**AIM OF THE TASK:**
Please return every line from the entries that has the string "level" in it.

**SOURCE RECORDS:**
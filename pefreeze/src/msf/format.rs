//! MSF 7.00 on-disk layout.
//!
//! At a high level, the MSF format implements *streams*: standalone byte sequences
//! embedded in one file, each made of pages that can live anywhere in the file and in
//! any order. PDBs use it so the toolchain gets a single sidecar file on disk and can
//! commit updates atomically, like a tiny database.
//!
//! The first page holds the [`MsfHeader`] and the page list of the *stream table*
//! stream, which in turn lists every stream's size and pages. The stream table is
//! itself a stream, hence the extra level of indirection in the header.

use crate::{
    file::{io::write_le, Parser},
    Result,
};

/// Magic version string in the MSF header.
pub const MSF_MAGIC: [u8; 32] = *b"Microsoft C/C++ MSF 7.00\r\n\x1aDS\0\0\0";

/// Size of the fixed part of the MSF header; the root page list follows it.
pub const MSF_HEADER_SIZE: usize = 52;

/// The page size every produced MSF uses. Readable files may use other powers of two;
/// written files never do.
pub const PAGE_SIZE: usize = 4096;

/// Number of pages required to hold `len` bytes.
#[must_use]
pub fn page_count_for(page_size: usize, len: usize) -> usize {
    len.div_ceil(page_size)
}

/// Returns true if the given page number is reserved for the Free Page Map.
///
/// The FPM is spread across the file at regular intervals: two FPM pages every
/// `page_size` pages, starting at page 1. The pair exists so Microsoft's writer can
/// commit atomically by flipping the header's FPM index between 1 and 2. With a 4096
/// byte page one FPM page already tracks 4096*8 pages, so most of these pages are
/// wasted; that ship sailed with Microsoft's first implementation and every PDB on
/// disk encodes it.
#[must_use]
pub fn is_fpm_page(page: usize, page_size: usize) -> bool {
    matches!(page & (page_size - 1), 1 | 2)
}

/// The fixed MSF header at offset 0.
#[derive(Debug, Clone, Copy)]
pub struct MsfHeader {
    /// Page size. Always a power of 2, usually 4096.
    pub page_size: u32,

    /// Page number of the active free page map (1 or 2).
    pub free_page_map: u32,

    /// Number of pages. The file length must equal `page_size * page_count` exactly.
    pub page_count: u32,

    /// Size of the stream table stream, in bytes.
    pub stream_table_size: u32,

    /// Page number field of the stream table info. Not consulted when reading; the
    /// root page list after the header is what locates the stream table.
    pub stream_table_index: i32,
}

impl MsfHeader {
    /// Parses the header from the start of `data`.
    ///
    /// # Errors
    /// Returns [`crate::Error::InvalidMsf`] if the data is too short, the magic does
    /// not match, or the page size is not a power of two.
    pub fn parse(data: &[u8]) -> Result<MsfHeader> {
        if data.len() < MSF_HEADER_SIZE {
            return Err(invalid_msf!("Missing MSF header"));
        }

        if data[..32] != MSF_MAGIC {
            return Err(invalid_msf!("Invalid MSF header"));
        }

        let mut parser = Parser::new(data);
        parser.seek(32).ok_or_else(|| invalid_msf!("Missing MSF header"))?;

        let page_size = parser
            .read_le::<u32>()
            .ok_or_else(|| invalid_msf!("Missing MSF header"))?;
        let free_page_map = parser
            .read_le::<u32>()
            .ok_or_else(|| invalid_msf!("Missing MSF header"))?;
        let page_count = parser
            .read_le::<u32>()
            .ok_or_else(|| invalid_msf!("Missing MSF header"))?;
        let stream_table_size = parser
            .read_le::<u32>()
            .ok_or_else(|| invalid_msf!("Missing MSF header"))?;
        let stream_table_index = parser
            .read_le::<i32>()
            .ok_or_else(|| invalid_msf!("Missing MSF header"))?;

        if page_size == 0 || !page_size.is_power_of_two() {
            return Err(invalid_msf!("Invalid MSF header"));
        }

        Ok(MsfHeader {
            page_size,
            free_page_map,
            page_count,
            stream_table_size,
            stream_table_index,
        })
    }

    /// Serialises the header into the first [`MSF_HEADER_SIZE`] bytes of `buf`.
    pub fn write(&self, buf: &mut [u8]) {
        buf[..32].copy_from_slice(&MSF_MAGIC);
        let _ = write_le(buf, 32, self.page_size);
        let _ = write_le(buf, 36, self.free_page_map);
        let _ = write_le(buf, 40, self.page_count);
        let _ = write_le(buf, 44, self.stream_table_size);
        let _ = write_le(buf, 48, self.stream_table_index);
    }
}
//! Process-wide network mode.

/// Which role this node plays.
#[derive(Debug, Clone, Copy, PartialEq, Eq, Default)]
pub enum Role {
    /// Not started, or stopped.
    #[default]
    None,
    /// Values are local-only; no networking.
    Local,
    /// Accepts many peer connections.
    Server,
    /// Maintains one outbound connection.
    Client,
}

/// Coarse status of the active role.
#[derive(Debug, Clone, Copy, PartialEq, Eq, Default)]
pub enum ModeStatus {
    /// No role running.
    #[default]
    Idle,
    /// Role is starting up.
    Starting,
    /// Role is operating normally.
    Running,
    /// The most recent operation for this role failed. For a client this is
    /// transient (the connect loop keeps retrying); for a server it is
    /// terminal (the acceptor could not start).
    Failed,
}

/// Role plus status, readable from any task.
///
/// This is a hint for user code, not a synchronization primitive: it is
/// written only by the loop that owns the role and may lag the underlying
/// events by one loop iteration.
#[derive(Debug, Clone, Copy, PartialEq, Eq, Default)]
pub struct NetworkMode {
    /// The role.
    pub role: Role,
    /// The role's status.
    pub status: ModeStatus,
}

impl NetworkMode {
    /// Compose a mode value.
    pub fn new(role: Role, status: ModeStatus) -> Self {
        Self { role, status }
    }

    /// True when operating (or starting) as a server.
    pub fn is_server(&self) -> bool {
        self.role == Role::Server
    }

    /// True when operating (or starting) as a client.
    pub fn is_client(&self) -> bool {
        self.role == Role::Client
    }
}

impl std::fmt::Display for NetworkMode {
    fn fmt(&self, f: &mut std::fmt::Formatter<'_>) -> std::fmt::Result {
        write!(f, "{:?}/{:?}", self.role, self.status)
    }
}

**WRITTEN RESPONSE:**
//! At a high level, the MSF format implements *streams*: standalone byte sequences
//! itself a stream, hence the extra level of indirection in the header.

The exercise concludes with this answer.